Please provide the entries below again, word for word.

── Available data

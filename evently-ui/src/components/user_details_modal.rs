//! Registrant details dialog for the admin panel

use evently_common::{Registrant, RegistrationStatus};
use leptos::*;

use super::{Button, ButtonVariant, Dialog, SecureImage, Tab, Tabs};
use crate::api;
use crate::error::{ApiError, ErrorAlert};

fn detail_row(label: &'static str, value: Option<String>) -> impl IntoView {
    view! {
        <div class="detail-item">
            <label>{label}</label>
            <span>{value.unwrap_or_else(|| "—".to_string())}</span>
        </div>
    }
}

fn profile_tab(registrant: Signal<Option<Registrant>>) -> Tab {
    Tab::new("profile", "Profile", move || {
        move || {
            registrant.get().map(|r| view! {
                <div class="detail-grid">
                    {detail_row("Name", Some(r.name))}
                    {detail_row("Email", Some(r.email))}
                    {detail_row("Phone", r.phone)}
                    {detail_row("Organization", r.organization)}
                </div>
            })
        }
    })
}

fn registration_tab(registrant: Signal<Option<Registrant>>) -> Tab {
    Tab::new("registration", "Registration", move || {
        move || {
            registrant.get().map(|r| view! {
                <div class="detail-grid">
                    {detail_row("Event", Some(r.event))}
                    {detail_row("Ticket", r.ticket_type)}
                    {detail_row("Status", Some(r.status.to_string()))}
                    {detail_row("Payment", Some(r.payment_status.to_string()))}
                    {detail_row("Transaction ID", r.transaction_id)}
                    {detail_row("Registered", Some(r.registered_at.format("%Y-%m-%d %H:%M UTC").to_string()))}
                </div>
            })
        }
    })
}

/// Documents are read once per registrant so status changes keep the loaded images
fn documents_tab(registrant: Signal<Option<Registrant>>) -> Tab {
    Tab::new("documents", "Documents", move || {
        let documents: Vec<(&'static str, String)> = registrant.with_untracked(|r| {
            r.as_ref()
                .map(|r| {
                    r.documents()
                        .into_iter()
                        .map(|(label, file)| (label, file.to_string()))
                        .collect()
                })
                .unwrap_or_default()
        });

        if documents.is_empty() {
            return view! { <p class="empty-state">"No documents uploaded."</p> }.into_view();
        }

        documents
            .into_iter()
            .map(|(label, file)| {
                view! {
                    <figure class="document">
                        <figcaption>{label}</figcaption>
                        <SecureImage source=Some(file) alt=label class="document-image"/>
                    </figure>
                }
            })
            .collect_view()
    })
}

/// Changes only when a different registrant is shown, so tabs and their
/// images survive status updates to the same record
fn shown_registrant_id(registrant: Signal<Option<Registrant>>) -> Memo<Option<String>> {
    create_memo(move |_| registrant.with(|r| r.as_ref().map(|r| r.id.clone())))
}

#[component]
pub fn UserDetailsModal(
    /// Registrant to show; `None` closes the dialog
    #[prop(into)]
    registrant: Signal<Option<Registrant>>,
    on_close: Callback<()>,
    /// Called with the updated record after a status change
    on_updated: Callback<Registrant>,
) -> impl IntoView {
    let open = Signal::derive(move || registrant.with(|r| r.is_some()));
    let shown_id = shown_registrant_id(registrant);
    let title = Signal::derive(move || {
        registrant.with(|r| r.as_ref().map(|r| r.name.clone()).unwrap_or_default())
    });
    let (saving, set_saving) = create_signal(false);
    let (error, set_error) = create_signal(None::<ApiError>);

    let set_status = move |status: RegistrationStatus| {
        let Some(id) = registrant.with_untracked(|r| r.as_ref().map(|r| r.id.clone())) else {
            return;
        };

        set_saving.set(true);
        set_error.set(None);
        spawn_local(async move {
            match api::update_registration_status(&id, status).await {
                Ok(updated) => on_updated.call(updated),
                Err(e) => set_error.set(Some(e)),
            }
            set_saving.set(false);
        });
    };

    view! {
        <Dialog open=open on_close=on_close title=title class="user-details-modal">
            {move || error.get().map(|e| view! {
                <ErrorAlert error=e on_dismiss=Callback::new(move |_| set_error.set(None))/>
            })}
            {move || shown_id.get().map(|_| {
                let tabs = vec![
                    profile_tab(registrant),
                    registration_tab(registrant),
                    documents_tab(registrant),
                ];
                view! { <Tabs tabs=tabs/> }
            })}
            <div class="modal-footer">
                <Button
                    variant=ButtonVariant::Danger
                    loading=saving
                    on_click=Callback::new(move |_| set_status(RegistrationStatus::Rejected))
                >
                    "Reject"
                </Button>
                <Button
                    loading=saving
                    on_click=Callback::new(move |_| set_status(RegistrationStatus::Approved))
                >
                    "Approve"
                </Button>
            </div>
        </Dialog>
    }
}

────

▶ **The answer**:
filename evently-ui/src/components/user_details_modal.rs
//! Registrant details dialog for the admin panel

use evently_common::{Registrant, RegistrationStatus};
use leptos::*;

use super::{Button, ButtonVariant, Dialog, SecureImage, Tab, Tabs};
use crate::api;
use crate::error::{ApiError, ErrorAlert};

fn detail_row(label: &'static str, value: Option<String>) -> impl IntoView {
    view! {
        <div class="detail-item">
            <label>{label}</label>
            <span>{value.unwrap_or_else(|| "—".to_string())}</span>
        </div>
    }
}

fn profile_tab(registrant: Signal<Option<Registrant>>) -> Tab {
    Tab::new("profile", "Profile", move || {
        move || {
            registrant.get().map(|r| view! {
                <div class="detail-grid">
                    {detail_row("Name", Some(r.name))}
                    {detail_row("Email", Some(r.email))}
                    {detail_row("Phone", r.phone)}
                    {detail_row("Organization", r.organization)}
                </div>
            })
        }
    })
}

fn registration_tab(registrant: Signal<Option<Registrant>>) -> Tab {
    Tab::new("registration", "Registration", move || {
        move || {
            registrant.get().map(|r| view! {
                <div class="detail-grid">
                    {detail_row("Event", Some(r.event))}
                    {detail_row("Ticket", r.ticket_type)}
                    {detail_row("Status", Some(r.status.to_string()))}
                    {detail_row("Payment", Some(r.payment_status.to_string()))}
                    {detail_row("Transaction ID", r.transaction_id)}
                    {detail_row("Registered", Some(r.registered_at.format("%Y-%m-%d %H:%M UTC").to_string()))}
                </div>
            })
        }
    })
}

/// Documents are read once per registrant so status changes keep the loaded images
fn documents_tab(registrant: Signal<Option<Registrant>>) -> Tab {
    Tab::new("documents", "Documents", move || {
        let documents: Vec<(&'static str, String)> = registrant.with_untracked(|r| {
            r.as_ref()
                .map(|r| {
                    r.documents()
                        .into_iter()
                        .map(|(label, file)| (label, file.to_string()))
                        .collect()
                })
                .unwrap_or_default()
        });

        if documents.is_empty() {
            return view! { <p class="empty-state">"No documents uploaded."</p> }.into_view();
        }

        documents
            .into_iter()
            .map(|(label, file)| {
                view! {
                    <figure class="document">
                        <figcaption>{label}</figcaption>
                        <SecureImage source=Some(file) alt=label class="document-image"/>
                    </figure>
                }
            })
            .collect_view()
    })
}

/// Changes only when a different registrant is shown, so tabs and their
/// images survive status updates to the same record
fn shown_registrant_id(registrant: Signal<Option<Registrant>>) -> Memo<Option<String>> {
    create_memo(move |_| registrant.with(|r| r.as_ref().map(|r| r.id.clone())))
}

#[component]
pub fn UserDetailsModal(
    /// Registrant to show; `None` closes the dialog
    #[prop(into)]
    registrant: Signal<Option<Registrant>>,
    on_close: Callback<()>,
    /// Called with the updated record after a status change
    on_updated: Callback<Registrant>,
) -> impl IntoView {
    let open = Signal::derive(move || registrant.with(|r| r.is_some()));
    let shown_id = shown_registrant_id(registrant);
    let title = Signal::derive(move || {
        registrant.with(|r| r.as_ref().map(|r| r.name.clone()).unwrap_or_default())
    });
    let (saving, set_saving) = create_signal(false);
    let (error, set_error) = create_signal(None::<ApiError>);

    let set_status = move |status: RegistrationStatus| {
        let Some(id) = registrant.with_untracked(|r| r.as_ref().map(|r| r.id.clone())) else {
            return;
        };

        set_saving.set(true);
        set_error.set(None);
        spawn_local(async move {
            match api::update_registration_status(&id, status).await {
                Ok(updated) => on_updated.call(updated),
                Err(e) => set_error.set(Some(e)),
            }
            set_saving.set(false);
        });
    };

    view! {
        <Dialog open=open on_close=on_close title=title class="user-details-modal">
            {move || error.get().map(|e| view! {
                <ErrorAlert error=e on_dismiss=Callback::new(move |_| set_error.set(None))/>
            })}
            {move || shown_id.get().map(|_| {
                let tabs = vec![
                    profile_tab(registrant),
                    registration_tab(registrant),
                    documents_tab(registrant),
                ];
                view! { <Tabs tabs=tabs/> }
            })}
            <div class="modal-footer">
                <Button
                    variant=ButtonVariant::Danger
                    loading=saving
                    on_click=Callback::new(move |_| set_status(RegistrationStatus::Rejected))
                >
                    "Reject"
                </Button>
                <Button
                    loading=saving
                    on_click=Callback::new(move |_| set_status(RegistrationStatus::Approved))
                >
                    "Approve"
                </Button>
            </div>
        </Dialog>
    }
}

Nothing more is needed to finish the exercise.